Just this week I read a blog post on Earth2Tech about electric car infrastructure trials. The post talks about the Renault-Nissan Alliance's efforts to coordinate electric car networks and hardware infrastructures, and it portrays one partner — San Diego Gas & Electric — as a leader because the utility's vision is "just beginning to take shape."  SD&G does not have the answer for how to support plug-in vehicles.  The utility sees  uncertainties  as exciting possibilities, and emphasizes collaboration over a single-best technology for the job:

"SDG&E now plans to leave the hardware piece of the vehicle-charging puzzle (charging stations) to private companies, property owners (who might decide to install charging hardware at an office or home garage, for example) and public agencies.
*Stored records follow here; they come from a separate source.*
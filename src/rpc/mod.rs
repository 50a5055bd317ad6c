//! Outbound RPC seam.
//!
//! # Data Flow
//! ```text
//! http handler
//!     → RpcCall (target, declared types, typed arguments, attachments)
//!     → RpcInvoker::invoke (codec + transport live behind this trait)
//!     → RpcReply (value or exception) | InvokeError
//! ```
//!
//! # Design Decisions
//! - The wire codec and connection management are not part of this crate
//! - Invokers return boxed futures so they can be held as trait objects
//! - An application exception is a successful reply with `ReplyKind::Exception`

pub mod loopback;

use std::collections::HashMap;

use futures_util::future::BoxFuture;
use thiserror::Error;

use crate::bridge::{ReplyKind, RpcTarget, TypedValue};

pub use loopback::LoopbackInvoker;

/// A fully built RPC invocation.
#[derive(Debug, Clone, PartialEq)]
pub struct RpcCall {
    pub target: RpcTarget,
    /// Declared nominal types, aligned with `arguments`.
    pub parameter_types: Vec<String>,
    pub arguments: Vec<Option<TypedValue>>,
    pub attachments: HashMap<String, String>,
}

/// Result of a completed invocation.
#[derive(Debug, Clone, PartialEq)]
pub struct RpcReply {
    pub value: Option<TypedValue>,
    pub kind: ReplyKind,
}

impl RpcReply {
    pub fn normal(value: Option<TypedValue>) -> Self {
        Self {
            value,
            kind: ReplyKind::Normal,
        }
    }

    pub fn exception(value: TypedValue) -> Self {
        Self {
            value: Some(value),
            kind: ReplyKind::Exception,
        }
    }

    pub fn local(value: TypedValue) -> Self {
        Self {
            value: Some(value),
            kind: ReplyKind::LocalShortCircuit,
        }
    }
}

/// Failure to complete an invocation at all.
#[derive(Debug, Error)]
pub enum InvokeError {
    #[error("no provider available for {0}")]
    NoProvider(String),

    #[error("transport error: {0}")]
    Transport(String),

    #[error("invocation timed out after {0} ms")]
    Timeout(u64),
}

/// Performs RPC calls on behalf of the HTTP layer.
pub trait RpcInvoker: Send + Sync {
    fn invoke(&self, call: RpcCall) -> BoxFuture<'static, Result<RpcReply, InvokeError>>;
}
While the utility is “in talks” with several charging companies…it is mostly to help each other figure out the best way to integrate their equipment."
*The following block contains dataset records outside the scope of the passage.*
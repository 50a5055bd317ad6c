//! Loopback invoker: replies with the decoded call instead of reaching a provider.

use futures_util::future::{self, BoxFuture, FutureExt};

use crate::bridge::TypedValue;
use crate::rpc::{InvokeError, RpcCall, RpcInvoker, RpcReply};

/// Echoes each call back as `{service, method, arguments, attachments}`.
///
/// Useful for checking how requests are bridged before a provider exists.
#[derive(Debug, Clone, Copy, Default)]
pub struct LoopbackInvoker;

impl LoopbackInvoker {
    fn describe(call: RpcCall) -> TypedValue {
        let arguments = call
            .arguments
            .into_iter()
            .map(|arg| arg.unwrap_or(TypedValue::Null))
            .collect();
        let mut attachments: Vec<_> = call.attachments.into_iter().collect();
        attachments.sort();

        TypedValue::Map(vec![
            (TypedValue::from("service"), TypedValue::String(call.target.service)),
            (TypedValue::from("method"), TypedValue::String(call.target.method)),
            (
                TypedValue::from("types"),
                TypedValue::List(call.parameter_types.into_iter().map(TypedValue::String).collect()),
            ),
            (TypedValue::from("arguments"), TypedValue::List(arguments)),
            (
                TypedValue::from("attachments"),
                TypedValue::Map(
                    attachments
                        .into_iter()
                        .map(|(k, v)| (TypedValue::String(k), TypedValue::String(v)))
                        .collect(),
                ),
            ),
        ])
    }
}

impl RpcInvoker for LoopbackInvoker {
    fn invoke(&self, call: RpcCall) -> BoxFuture<'static, Result<RpcReply, InvokeError>> {
        tracing::debug!(
            service = %call.target.service,
            method = %call.target.method,
            "Loopback invocation"
        );
        future::ready(Ok(RpcReply::normal(Some(Self::describe(call))))).boxed()
    }
}

#[cfg(test)]
mod tests {
    use super::*;
    use crate::bridge::RpcTarget;
    use serde_json::json;
    use std::collections::HashMap;

    #[tokio::test]
    async fn test_loopback_echoes_call() {
        let call = RpcCall {
            target: RpcTarget {
                service: "com.example.Echo".into(),
                method: "echo".into(),
                ..Default::default()
            },
            parameter_types: vec!["int".into(), "java.lang.String".into()],
            arguments: vec![Some(TypedValue::Integer(1)), None],
            attachments: HashMap::from([("x-nsf-a".to_string(), "b".to_string())]),
        };

        let reply = LoopbackInvoker.invoke(call).await.unwrap();
        assert_eq!(reply.kind, crate::bridge::ReplyKind::Normal);
        assert_eq!(
            reply.value.unwrap().to_json(),
            json!({
                "service": "com.example.Echo",
                "method": "echo",
                "types": ["int", "java.lang.String"],
                "arguments": [1, null],
                "attachments": {"x-nsf-a": "b"},
            })
        );
    }
}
This same mentality — possibility over uncertainty — applies to individual vehicle designs as well.  Through my work with EcoCAR, a green car contest for college students across the US, I've noticed that because green car innovation never stops, lauding one technology as the "absolute best" impedes breakthroughs and can alienate consumers.  To tell the green car story, even the media keeps an open mind, as demonstrated in a recent post on CNET :

"Pure electric cars have gotten a lot of attention lately, but there is still a strong argument for hydrogen fuel cell vehicles. With current technology, a fuel cell vehicle has much better range than an electric car, as hydrogen tanks take up much less space, and are much lighter, than a large battery packHowever, electric cars have the advantage of an already-existing infrastructure in place to recharge them. Electric lines run everywhere, so you generally just need to attach a charging station."
In my opinion, the best stories about green leadership and technology end with "to be continued."